PHOSPHOLIPASE-C AND NA-K ATPASE ACTIVATION BY CYCLOSPORINE AND FK506 IN LLC-PK1, CELLS

Abstract

Enhanced Na+ and water reabsorption by proximal tubular epithelial cells plays an important role in the development of systemic hypertension associated with cyclosporine immunosuppression. Since such Na+ reabsorption is subserved by sodium-potassium adenosine triphosphatase (Na-K ATPase), the current study compared the acute effects of hydrocortisone (H), cyclosporine, and FK506 on cultured LLC-PK1 cell viability and on Na-K ATPase activity. Phospholipase-C (PL-C) activity was also investigated because of its possible regulatory effect on Na-K ATPase activity.

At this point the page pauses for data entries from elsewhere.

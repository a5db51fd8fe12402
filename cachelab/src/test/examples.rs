use std::error::Error;
use std::fs::File;
use std::io::BufReader;
use std::path::Path;
use crate::config::Geometry;
use crate::error::SimError;
use crate::io::open_trace;
use crate::simulator::{Simulator, Summary};
use crate::util::get_configs;
use super::init_test;

#[test]
fn run_all_examples() -> Result<(), Box<dyn Error>> {
    init_test();
    let cases = get_configs()?;
    assert!(!cases.is_empty(), "no fixtures were discovered");
    for case in cases {
        println!("Running test for {}", case.name);
        let expected = case.expected_summary()?;
        let mut simulator = Simulator::new(case.geometry, false)?;
        let result = simulator.simulate_quiet(open_trace(&case.trace)?)?;
        assert_eq!(*result, expected, "{}", case.name);
        println!("Success for {}, time: {}", case.name, simulator.execution_time().as_nanos() as f64 / 1e9);
    }
    Ok(())
}

#[test]
fn mapped_and_buffered_readers_agree() -> Result<(), Box<dyn Error>> {
    for case in get_configs()? {
        let mut mapped = Simulator::new(case.geometry, false)?;
        let mut buffered = Simulator::new(case.geometry, false)?;
        let from_map = *mapped.simulate_quiet(open_trace(&case.trace)?)?;
        let from_buffer = *buffered.simulate_quiet(BufReader::new(File::open(&case.trace)?))?;
        assert_eq!(from_map, from_buffer, "{}", case.name);
    }
    Ok(())
}

#[test]
fn open_missing_trace_is_file_access_error() {
    let path = Path::new(env!("CARGO_MANIFEST_DIR")).join("traces/does-not-exist.trace");
    let err = open_trace(&path).err().unwrap();
    match &err {
        SimError::FileAccess { path: failed, .. } => assert_eq!(failed, &path),
        other => panic!("expected a file access error, got {other:?}"),
    }
    assert_eq!(err.exit_code(), 1);
}

#[test]
fn empty_trace_counts_nothing() -> Result<(), Box<dyn Error>> {
    init_test();
    let path = std::env::temp_dir().join(format!("cachelab-empty-{}.trace", std::process::id()));
    File::create(&path)?;
    let mut simulator = Simulator::new(Geometry::new(4, 1, 4)?, false)?;
    let result = simulator.simulate_quiet(open_trace(&path)?).map(|summary| *summary);
    std::fs::remove_file(&path)?;
    assert_eq!(result?, Summary::default());
    assert_eq!(simulator.state().clock(), 0);
    Ok(())
}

Culture medium containing low (5 nM, 4.1 ng/ml) or high (10 nM) concentrations of FK506 plus cyclosporine at 415 microM (500 ng/ml) resulted in cell death, whereas cyclosporine concentrations of 83 microM plus 5 nM or 10 nM FK506, or isolated use of the two drugs at high dosages, did not affect cell viability. As compared with controls, cyclosporine increased Na-K ATPase activity, particularly with addition of H (P less than 0.01). In contrast, FK506 reduced the specific activity of both PL-cyclosporine and Na-K ATPase (P less than 0.001-0.01); addition of H to FK506 resulted in an even greater fall in both the enzyme activities (P less than 0.001). Na-K ATPase activity increased in cell homogenates briefly incubated with cyclosporine in the ATPase reaction mixture (P less than 0.05) while FK506 reduced such enzyme activity (P less than 0.05), suggesting a direct effect of these agents on pump activity. These data in LLC-PK1 cells pocessing proximal tubular epithelial cell characteristics indicate that the combined use of cyclosporine plus FK506 may be very deleterious to viability in such cells. The opposing effects of cyclosporine and FK506 on PL-cyclosporine and Na-K ATPase activities and the possible potentiating effect of H on such responses are speculated to affect Na+ and water homeostasis in a manner that may explain differences in systemic blood pressure due to these agents.